今回は大アルカナの1番めに登場する魔術師です。

 

 

 ヨーロッパにおける魔術師といえば,ケルト人の祭司ドルイドでしょう。

 ケルト文化というと,どうしてもアイルランドらへんを思い浮かべてしまいますが,もともとヨーロッパの広範囲に住んでいて,その土着文化として今でもヨーロッパ文化の古層を形成しています。

 

 

 ヴィスコンティ家の治めたミラノも,もとはケルト民族が築いた都市で,ケルト文化の色彩も強い土地柄だったようです。

 古代ヨーロッパの宮廷には,ドルイドのような魔術師が召し抱えられていました。

 このあたりは,金枝篇に描かれたネミの森の信仰に色濃く現れている気がします。

 

 

 

【ヴィスコンティ版の魔術師】

 

 

 中世の魔術師は,市のお祭りで奇術を披露し喝采を受けるエンターテイナーでした。つまり,人間の創造力や知力を示す存在でした。

 一方でこういった知力を自身の立身出世に使う者もおり,魔術師を詐欺師と蔑む人々もいました。もともと,奇術は相手を騙すところに成立するものであり,その大本に「狡猾さ」「ずる賢さ」といった素養も含まれていました。

 

 

 上の図では,魔術師と一緒に棒・剣・杯・貨幣が描かれています。

 この4つは,魔術師のアトリビュート(その人物を示す小道具や動植物で必ず絵画にセットで描かれる図像)であるとともに,ヨーロッパ神話や聖書に必ず登場する四聖物でもあります。

 

 魔術棒はいわゆる杖で,ドルイドは必ず手にオークの木で作られた杖を持った姿で描かれます。

 この当時の魔術師の奇術は,見物人のコインを用いたり,カップの中のボールを隠す,ナイフで自分を突き刺す,といったものがスタンダードでした。今のマジシャンと同じですね。

 

 

 

【マルセイユ版の魔術師】

 

 マルセイユ版の魔術師では,ヴィスコンティ版には記載のないサイコロが加わっています。サイコロは,未来の不確実性を表し,その運命を操るのが魔術師の能力,ということになります。
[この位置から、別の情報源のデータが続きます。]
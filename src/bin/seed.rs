use mergington_registry::{ActivityDbExt, ActivityQuery};
use tracing::Level;

#[tokio::main]
async fn main() -> anyhow::Result<()> {
    #[cfg(debug_assertions)]
    let level = Some(Level::DEBUG);
    #[cfg(not(debug_assertions))]
    let level = Some(Level::INFO);

    let store = mergington_registry::create(level).await?;

    let activities = store.list_activities(&ActivityQuery::default()).await?;
    let days = store.available_days().await?;
    tracing::info!(
        "Registry ready on {} storage: {} activities across {}.",
        store.backend(),
        activities.len(),
        days.join(", ")
    );

    Ok(())
}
 上の絵ではわかりませんが,この3つのサイコロの出目は決まって1・2・4で合計が7となっています。 「7」は,シュメール人が発見した7惑星と,それをもとに編み出した7曜日などでも分かる通り,神聖な数です。

 

 マルセイユ版の魔術師のポーズは,体の向きと顔の向きが必ず反対となっており,これは「振る舞いと考えていることは別である」という魔術師の性質を示しています。

 

 

 

【ウェイト版の魔術師】

 

 ウェイト版の魔術師でも,これまでの伝統を踏まえ,机の上の小道具は,杖・貨幣(ペンタクル)・剣・杯の4つとなっています。

 

 これまでと違う点としては,カードの上部と下部にある赤バラと白百合があげられます。

 これもヨーロッパではお決まりのアトリビュートで,赤バラは血を流して殉死したイエスを表し,白百合は母性・純潔の象徴で聖母マリアを表します。

 

 頭の無限(インフィニティ)は,マルセイユ版で描かれていた帽子をアレンジしたものとされています。
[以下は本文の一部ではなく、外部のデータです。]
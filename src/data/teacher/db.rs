use crate::data::teacher::Teacher;
use crate::error::StoreError;
use crate::store::{DocumentCollection, Filter, Store};

pub trait TeacherDbExt {
    async fn find_teacher(&self, username: impl AsRef<str>) -> Result<Option<Teacher>, StoreError>;

    /// Returns the account only when `password` matches its stored hash.
    async fn verify_teacher(
        &self,
        username: impl AsRef<str>,
        password: impl AsRef<str>,
    ) -> Result<Option<Teacher>, StoreError>;
}

impl TeacherDbExt for Store {
    async fn find_teacher(&self, username: impl AsRef<str>) -> Result<Option<Teacher>, StoreError> {
        self.teachers
            .find_one(&Filter::by_id(username.as_ref()))
            .await?
            .map(Teacher::try_from)
            .transpose()
    }

    async fn verify_teacher(
        &self,
        username: impl AsRef<str>,
        password: impl AsRef<str>,
    ) -> Result<Option<Teacher>, StoreError> {
        let teacher = self.find_teacher(username).await?;

        Ok(teacher.filter(|it| it.password.verify(password.as_ref())))
    }
}

#[cfg(test)]
mod teacher_db {
    use super::*;
    use crate::role::Role;
    use crate::security::PasswordHasher;

    async fn store_with_teacher(username: &str, password: &str, role: Role) -> (Store, Teacher) {
        let hash = PasswordHasher::new(4).unwrap().hash(password).unwrap();
        let teacher = Teacher::new(username, "Ms. Example", hash, role);

        let mut store = Store::in_memory();
        store
            .teachers
            .insert_one(teacher.to_document().unwrap())
            .await
            .unwrap();
        (store, teacher)
    }

    #[tokio::test]
    async fn teacher_is_keyed_by_username() {
        let (store, teacher) = store_with_teacher("mrodriguez", "art123", Role::Teacher).await;

        let raw = store
            .teachers
            .find_one(&Filter::by_id("mrodriguez"))
            .await
            .unwrap()
            .unwrap();
        assert_eq!(raw.get_str("_id").unwrap(), "mrodriguez");
        assert_eq!(raw.get_str("role").unwrap(), "teacher");
        assert!(raw.get_str("password").unwrap().starts_with("bcrypt-sha256$"));

        assert_eq!(store.find_teacher("mrodriguez").await.unwrap(), Some(teacher));
        assert_eq!(store.find_teacher("nobody").await.unwrap(), None);
    }

    #[tokio::test]
    async fn verify_checks_password() {
        let (store, _) = store_with_teacher("principal", "admin789", Role::Admin).await;

        let admin = store.verify_teacher("principal", "admin789").await.unwrap();
        assert!(admin.map(|it| it.role.is_admin()).unwrap_or(false));

        assert_eq!(store.verify_teacher("principal", "admin788").await.unwrap(), None);
        assert_eq!(store.verify_teacher("nobody", "admin789").await.unwrap(), None);
    }
}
 腰に巻かれたベルトも,「しっぽを噛む蛇(ウロボロス)」で,つまり『永遠』を意味します。

 

 ウェイト版魔術師は,正面を向き,右手は天を,左手は地を指差す,堂々たるポーズで描かれております。

 「天上天下唯我独尊」と喋ったブッダの誕生時のポーズですね。

 

 マルセイユ版魔術師に見られた,どこかいかがわしい雰囲気は消え,人間知性の永遠の進化をこれに表しているように思えます。